══ SOURCE INFORMATION

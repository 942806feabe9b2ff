//! Storage error types.
//!
//! Every variant carries enough context to diagnose the problem without a
//! debugger. None of these ever reach a client directly — the HTTP layer
//! maps them to a generic `internal` error so store identities never leak.

/// Errors that can occur while talking to the durable Postgres store.
#[derive(Debug, thiserror::Error)]
pub enum StorageError {
    /// Failed to open the pool or run startup migrations.
    #[error("failed to open storage at '{target}': {reason}")]
    Open { target: String, reason: String },

    /// A query against the `leases` table failed.
    #[error("lease store error during {op}: {reason}")]
    Lease { op: &'static str, reason: String },

    /// A query against the `nonces` table failed.
    #[error("nonce store error during {op}: {reason}")]
    Nonce { op: &'static str, reason: String },

    /// A query against the `alloc_state` table failed.
    #[error("allocation counter error during {op}: {reason}")]
    Alloc { op: &'static str, reason: String },

    /// The descending allocation counter reached its floor.
    #[error("allocation counter exhausted at {floor}")]
    CounterExhausted { floor: i64 },
}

════

All the lines above must appear again in the answer, word for word.

## RESPONSE BOX
repository 942806feabe9b2ff
//! Storage error types.
//!
//! Every variant carries enough context to diagnose the problem without a
//! debugger. None of these ever reach a client directly — the HTTP layer
//! maps them to a generic `internal` error so store identities never leak.

/// Errors that can occur while talking to the durable Postgres store.
#[derive(Debug, thiserror::Error)]
pub enum StorageError {
    /// Failed to open the pool or run startup migrations.
    #[error("failed to open storage at '{target}': {reason}")]
    Open { target: String, reason: String },

    /// A query against the `leases` table failed.
    #[error("lease store error during {op}: {reason}")]
    Lease { op: &'static str, reason: String },

    /// A query against the `nonces` table failed.
    #[error("nonce store error during {op}: {reason}")]
    Nonce { op: &'static str, reason: String },

    /// A query against the `alloc_state` table failed.
    #[error("allocation counter error during {op}: {reason}")]
    Alloc { op: &'static str, reason: String },

    /// The descending allocation counter reached its floor.
    #[error("allocation counter exhausted at {floor}")]
    CounterExhausted { floor: i64 },
}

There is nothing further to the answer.